Dracula’s death corresponded to Lucy’s by cause of stabbing, where “the sweep and flash of Jonathan’s great knife […] shear through the throat; whilst at the same moment Mr. Morris’s bowie knife plunged into the heart.”(c.27) Although Stoker probably could not display the violent and erotic contortions of Dracula’s corpse-like Lucy’s in fear of crumbling to the same fate as Wilde’s, the subtext from being forcefully inserted with phallic objects by two men still comes through perfectly. It’s a reenacting of Lucy’s rape as an act of war, this time literally right in the enemy’s heart. Returning to Dracula’s declaration of keeping these men as his ‘jackals’ (c.23), it’s also a reversal scene of his threat where they’re vampirized and made into slaves. This finale fight not only re-established the superiority of Western land but also effectively end any chance of future invasion, as the enemy is no longer able to generate offsprings. The death of Dracula returns him to the original Orientalism mode for Eastern men: impotence, inclined to homosexuality, and naturally inferior.
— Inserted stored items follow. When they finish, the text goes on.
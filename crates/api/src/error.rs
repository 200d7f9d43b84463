//! API error types and handling

use axum::{
    http::StatusCode,
    response::{IntoResponse, Response},
    Json,
};
use reelkit_billing::BillingError;
use serde_json::json;

/// Application error type
#[derive(Debug, thiserror::Error)]
pub enum ApiError {
    #[error("Authentication required")]
    Unauthorized,
    #[error("Invalid request: {0}")]
    BadRequest(String),
    #[error("Resource not found")]
    NotFound,

    // Billing errors
    #[error("No payment profile on file")]
    NoPayerOnFile,
    #[error("Subscription is not active: {0}")]
    SubscriptionInvalid(String),
    #[error("Daily spending cap reached")]
    CapReached {
        remaining_cents: i64,
        cap_cents: i64,
        portal_url: String,
    },

    // Internal errors
    #[error("Database error: {0}")]
    Database(String),
    #[error("Upstream billing provider error: {0}")]
    Upstream(String),
    #[error("Internal server error")]
    Internal,
}

impl ApiError {
    /// Map a billing-core error onto the HTTP taxonomy.
    ///
    /// Cap rejections carry the portal URL so clients can send the user
    /// straight to their billing settings.
    pub fn from_billing(err: BillingError, portal_url: &str) -> Self {
        match err {
            BillingError::LedgerNotFound(_) => ApiError::NotFound,
            BillingError::NoPayerOnFile(_) => ApiError::NoPayerOnFile,
            BillingError::SubscriptionInvalid(msg) => ApiError::SubscriptionInvalid(msg),
            BillingError::InvalidQuantity(q) => {
                ApiError::BadRequest(format!("invalid quantity: {q}"))
            }
            BillingError::MissingPrice(kind) | BillingError::PriceUnusable(kind) => {
                ApiError::BadRequest(format!("usage kind not billable: {kind}"))
            }
            BillingError::CapExceeded {
                remaining_cents,
                cap_cents,
                ..
            } => ApiError::CapReached {
                remaining_cents,
                cap_cents,
                portal_url: portal_url.to_string(),
            },
            BillingError::StripeApi(msg) | BillingError::MeterRejected(msg) => {
                ApiError::Upstream(msg)
            }
            BillingError::Database(msg) => ApiError::Database(msg),
            other => {
                tracing::error!(error = %other, "unexpected billing error");
                ApiError::Internal
            }
        }
    }
}

impl IntoResponse for ApiError {
    fn into_response(self) -> Response {
        let (status, code, message) = match &self {
            ApiError::Unauthorized => (StatusCode::UNAUTHORIZED, "UNAUTHORIZED", self.to_string()),
            ApiError::BadRequest(msg) => (StatusCode::BAD_REQUEST, "BAD_REQUEST", msg.clone()),
            ApiError::NotFound => (StatusCode::NOT_FOUND, "NOT_FOUND", self.to_string()),

            ApiError::NoPayerOnFile => (
                StatusCode::PAYMENT_REQUIRED,
                "NO_PAYER_ON_FILE",
                "Add a payment method before using billable features".to_string(),
            ),
            ApiError::SubscriptionInvalid(msg) => (
                StatusCode::PAYMENT_REQUIRED,
                "SUBSCRIPTION_INVALID",
                msg.clone(),
            ),
            ApiError::CapReached { .. } => (
                StatusCode::PAYMENT_REQUIRED,
                "DAILY_CAP_REACHED",
                self.to_string(),
            ),

            ApiError::Database(_) => (
                StatusCode::INTERNAL_SERVER_ERROR,
                "DATABASE_ERROR",
                "Database error".to_string(),
            ),
            ApiError::Upstream(_) => (
                StatusCode::INTERNAL_SERVER_ERROR,
                "UPSTREAM_ERROR",
                "Billing provider error".to_string(),
            ),
            ApiError::Internal => (
                StatusCode::INTERNAL_SERVER_ERROR,
                "INTERNAL_ERROR",
                self.to_string(),
            ),
        };

        let mut error = json!({
            "code": code,
            "message": message,
        });

        if let ApiError::CapReached {
            remaining_cents,
            cap_cents,
            portal_url,
        } = &self
        {
            error["remaining_cents"] = json!(remaining_cents);
            error["cap_cents"] = json!(cap_cents);
            error["portal_url"] = json!(portal_url);
        }

        (status, Json(json!({ "error": error }))).into_response()
    }
}

impl From<sqlx::Error> for ApiError {
    fn from(err: sqlx::Error) -> Self {
        tracing::error!("Database error: {:?}", err);
        match err {
            sqlx::Error::RowNotFound => ApiError::NotFound,
            _ => ApiError::Database(err.to_string()),
        }
    }
}

/// Result type alias for API handlers
pub type ApiResult<T> = Result<T, ApiError>;

#[cfg(test)]
mod tests {
    use super::*;
    use uuid::Uuid;

    #[test]
    fn billing_errors_map_to_taxonomy() {
        let user = Uuid::nil();
        assert!(matches!(
            ApiError::from_billing(BillingError::LedgerNotFound(user), ""),
            ApiError::NotFound
        ));
        assert!(matches!(
            ApiError::from_billing(BillingError::NoPayerOnFile(user), ""),
            ApiError::NoPayerOnFile
        ));
        assert!(matches!(
            ApiError::from_billing(BillingError::InvalidQuantity(0), ""),
            ApiError::BadRequest(_)
        ));
    }

    #[test]
    fn cap_rejection_carries_portal_url() {
        let err = ApiError::from_billing(
            BillingError::CapExceeded {
                pending_cents: 14_960,
                cap_cents: 15_000,
                remaining_cents: 40,
            },
            "https://example.com/portal",
        );
        match err {
            ApiError::CapReached {
                remaining_cents,
                cap_cents,
                portal_url,
            } => {
                assert_eq!(remaining_cents, 40);
                assert_eq!(cap_cents, 15_000);
                assert_eq!(portal_url, "https://example.com/portal");
            }
            other => panic!("expected CapReached, got {other:?}"),
        }
    }
}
Transgression of any kind brings disturbance to whatever regulations it inhabits, and queerness is not an exception. Ultimately the Crew of Light’s goal is to restore and protect the traditional institution of Western marriage, and through that reinvigorate the declining English race. But to achieve that they resort to methods that symbolized rape, polygamy, and homosexuality; all of those actions defy the marriage model that they all upheld and are morally corrupted under the eye of their law. By fighting Dracula and being in his proximity they’ve been infected by his Otherness. The source might be destroyed, but the contamination continues to spread out in bits and pieces. Let us remember that at the very end of Dracula, little Quincy Harker carries Mina’s, Jonathan’s and Dracula’s bloodline in his supposedly legitimate veins (Arata 643). Is it a warning of the other’s unstoppable spreading, or is it a continuous fear of the collapsing British nation even after all the evasions to subsidize its society?